Good Morning Australia!! - The parents of Charlie Gard make their final decision - A truckie faces capital punishment for his illegal and unethical delivery - Poland drops its judicial power-grab - The death of a butt booster - And more in your CareerSpot Global News Briefs:

And just like that, the international controversy over the fate of a terminally-ill British baby is over.  The parents of little Charlie Gard have dropped their legal efforts to take him to America for untested experimental therapy for a rare inherited mitochondrial disease called MDDS, for which there is no known cure.  British health officials blocked them from taking the baby to Boston for treatment; but in a London court, the Gard family attorney said, "US neurologist Dr. Michio Hirano had said he was no longer willing to offer the baby experimental therapy after he saw the results of a new MRI scan last week."  The case raised questions over whether parents or doctors get the final word over treatment of critically or terminally ill children.  The parents were also backed by US evangelicals and anti-Abortion rights activists, Pope Francis - and Donald Trump, who nebulously offered to "help" the parents.

Trump has made no such offer to the families of the undocumented immigrants found roasting inside the back of a big-rig trailer in San Antonio, Texas, abandoned in the sweltering sun through the depraved indifference of human traffickers.  The death toll is now ten including two children, and the 28 or so survivors are hospitalized, some with brain damage after being asphyxiated in the heat.  The truck's driver - 60-year-old James Matthew Bradley Jr. of Tampa, Florida - told a court he had no idea what kind of cargo he had been carrying.  Bradley faces the death penalty or life in prison.

Trump's son in law and White House aide Jared Kushner said he had "nothing to hide" as he testified behind closed doors for a Senate Intelligence Committee hearing probing Russian influence over the 2016 presidential election.  Kushner - who was not required to take an oath to tell the truth - admitted to four meetings with the Russians, including; two encounters with the Russian ambassador in Washington, a meeting with the head of a Russian state-owned bank, and the June 2016 meeting with a Russian lawyer and others that was set up by Kushner's brother-in-law, Donald Trump Jr.  But he claimed "all of my actions were proper" in the course of the campaign.

People power has won in Poland - President Andrzej Duda says he will veto a controversial law to replace Supreme Court judges with government nominees.  The ultra-conservative and nationalist ruling PiS party set off alarms in Warsaw and Europe by passing the bill enabling undemocratic the power grab, and prompted thousands to protest every day and night since the upper house approved it.  European Council President Donald Tusk, a former Polish prime minister, warned against it; so did Solidarity Union founder Lech Walesa whose protests in the 1980s ended the Soviet system; and 1980s anti-Soviet dissident Zofia Romaszewska, who noted that the authoritarian bill is no different than the old Cold War system.
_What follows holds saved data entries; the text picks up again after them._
use anyhow::Result;
use deadpool_postgres::{Config, ManagerConfig, Pool, RecyclingMethod, Runtime};
use tokio_postgres::NoTls;
use tracing::{debug, info};

use crate::config::PostgresConfig;

/// PostgreSQL client wrapper with connection pooling
#[derive(Clone)]
pub struct PostgresClient {
    pool: Pool,
}

impl PostgresClient {
    /// Creates a new PostgreSQL client with connection pooling
    pub fn new(config: &PostgresConfig) -> Result<Self> {
        let mut cfg = Config::new();
        cfg.host = Some(config.host.clone());
        cfg.port = Some(config.port);
        cfg.dbname = Some(config.database.clone());
        cfg.user = Some(config.username.clone());
        cfg.password = Some(config.password.clone());
        cfg.manager = Some(ManagerConfig {
            recycling_method: RecyclingMethod::Fast,
        });

        let pool = cfg.create_pool(Some(Runtime::Tokio1), NoTls)?;
        pool.resize(config.max_pool_size);

        Ok(Self { pool })
    }

    /// Pings the database to verify connectivity
    pub async fn ping(&self) -> Result<()> {
        let client = self.pool.get().await?;
        client.execute("SELECT 1", &[]).await?;
        debug!("postgreSQL connection successful");
        Ok(())
    }

    /// Creates the jobs table if it does not exist
    ///
    /// Schema evolution proper is handled by external migrations; this only
    /// bootstraps a fresh database so a new instance can start consuming.
    pub async fn ensure_schema(&self) -> Result<()> {
        let client = self.pool.get().await?;
        client
            .execute(
                "CREATE TABLE IF NOT EXISTS jobs (
                    id TEXT PRIMARY KEY,
                    type TEXT,
                    status TEXT,
                    payload JSONB,
                    created_at TIMESTAMPTZ,
                    updated_at TIMESTAMPTZ DEFAULT NOW()
                )",
                &[],
            )
            .await?;
        info!("jobs table ready");
        Ok(())
    }

    /// Gets a connection from the pool
    pub async fn get_connection(&self) -> Result<deadpool_postgres::Client> {
        Ok(self.pool.get().await?)
    }
}
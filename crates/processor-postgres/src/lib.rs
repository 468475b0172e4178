mod client;
mod config;
mod job_repository;

pub use client::PostgresClient;
pub use config::PostgresConfig;
pub use job_repository::PostgresJobRepository;
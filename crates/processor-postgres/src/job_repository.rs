use anyhow::Context;
use async_trait::async_trait;
use chrono::Utc;
use processor_domain::{DomainResult, JobRecord, JobRepository, JobStatus};
use tracing::debug;

use crate::client::PostgresClient;

/// Job persistence gateway backed by PostgreSQL
///
/// The sole writer of the `jobs` table. Rows are keyed by the
/// producer-assigned job id; the first sight of a job inserts it and every
/// later write updates status, payload and the updated timestamp.
#[derive(Clone)]
pub struct PostgresJobRepository {
    client: PostgresClient,
}

impl PostgresJobRepository {
    pub fn new(client: PostgresClient) -> Self {
        Self { client }
    }
}

#[async_trait]
impl JobRepository for PostgresJobRepository {
    async fn upsert(&self, job: &JobRecord, status: JobStatus) -> DomainResult<()> {
        let conn = self.client.get_connection().await?;
        let now = Utc::now();
        let payload = serde_json::Value::Object(job.payload.clone());

        conn.execute(
            "INSERT INTO jobs (id, type, status, payload, created_at, updated_at)
             VALUES ($1, $2, $3, $4, $5, $6)
             ON CONFLICT (id) DO UPDATE
             SET status = EXCLUDED.status,
                 payload = EXCLUDED.payload,
                 updated_at = EXCLUDED.updated_at",
            &[
                &job.id,
                &job.job_type,
                &status.as_str(),
                &payload,
                &job.created_at,
                &now,
            ],
        )
        .await
        .context("Failed to upsert job")?;

        debug!(job_id = %job.id, status = %status, "Upserted job");
        Ok(())
    }

    async fn finalize(&self, job_id: &str, status: JobStatus) -> DomainResult<()> {
        let conn = self.client.get_connection().await?;
        let now = Utc::now();

        let rows_affected = conn
            .execute(
                "UPDATE jobs SET status = $1, updated_at = $2 WHERE id = $3",
                &[&status.as_str(), &now, &job_id],
            )
            .await
            .context("Failed to finalize job")?;

        if rows_affected == 0 {
            return Err(anyhow::anyhow!("Job not found: {}", job_id).into());
        }

        debug!(job_id = %job_id, status = %status, "Finalized job");
        Ok(())
    }
}
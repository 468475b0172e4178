use async_nats::jetstream;
use async_trait::async_trait;
use processor_domain::{DeadLetterPublisher, DeadLetterRecord, DomainError, DomainResult};
use tracing::{info, warn};

/// Publishes quarantine records to the dead-letter queue
///
/// The quarantine subject is distinct from both the inbound and outbound
/// subjects; records land in the durable stream for operator triage and are
/// never retried automatically.
pub struct NatsDeadLetterPublisher {
    jetstream: jetstream::Context,
    subject: String,
}

impl NatsDeadLetterPublisher {
    pub fn new(jetstream: jetstream::Context, subject: String) -> Self {
        info!(subject = %subject, "Created dead-letter publisher");
        Self { jetstream, subject }
    }
}

#[async_trait]
impl DeadLetterPublisher for NatsDeadLetterPublisher {
    async fn publish_dead_letter(&self, record: &DeadLetterRecord) -> DomainResult<()> {
        let payload = serde_json::to_vec(record).map_err(|e| {
            DomainError::PublishError(format!("failed to encode dead-letter record: {e}"))
        })?;

        warn!(
            subject = %self.subject,
            correlation_id = %record.correlation_id,
            error = %record.error,
            "Publishing dead-letter record"
        );

        let ack = self
            .jetstream
            .publish(self.subject.clone(), payload.into())
            .await
            .map_err(|e| DomainError::PublishError(format!("dead-letter publish failed: {e}")))?;

        ack.await.map_err(|e| {
            DomainError::PublishError(format!("dead-letter publish not acknowledged: {e}"))
        })?;

        Ok(())
    }
}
Swiss police are looking for the chainsaw attacker who injured five people at an insurance office in the town of Schaffhausen on the northern border.  Area residents say 51-year-old Franz Wrousis has been living rough in the woods outside town for at least a few weeks.  His motives aren't clear.

The United Nations is warning that Israel and the Palestinian Authority have until Friday to ease current tensions and violence over security at the Holy Site known as the Temple Mount to Jews, and as Haram al-Sharif to Muslims.  "They have the potential to have catastrophic costs well beyond the walls of the old city, well beyond Israel and Palestine, well beyond the Middle East itself," said Nikolay Mladenov, UN Envoy for the Middle East.  The current trouble started with the killings of two Israel cops at the site earlier this month, which led to Israel installing metal detectors, which led to protests and more violence.

The Pakistani Taliban claimed responsibility for a suicide bombing at a vegetable market in Lahore, killing at least 25 people.  Over the border in Kabul, Afghanistan, the other Taliban group set off a car bomb killing 30 people and injuring 42 more.

Brazil police say a woman who performed illegal buttocks enhancements with completely unsafe industrial silicon injections has herself been murdered.  49-year old Marcilene Soares Gama was charged with pretending to be a doctor in Sao Paulo and Rio de Janeiro.  "She never said she was a surgeon.  People knew the risks but they went ahead anyway," said her brother-in-law, Daniel Mofacto to O Dia newspaper.  "But I do believe that she was murdered by a vengeful client."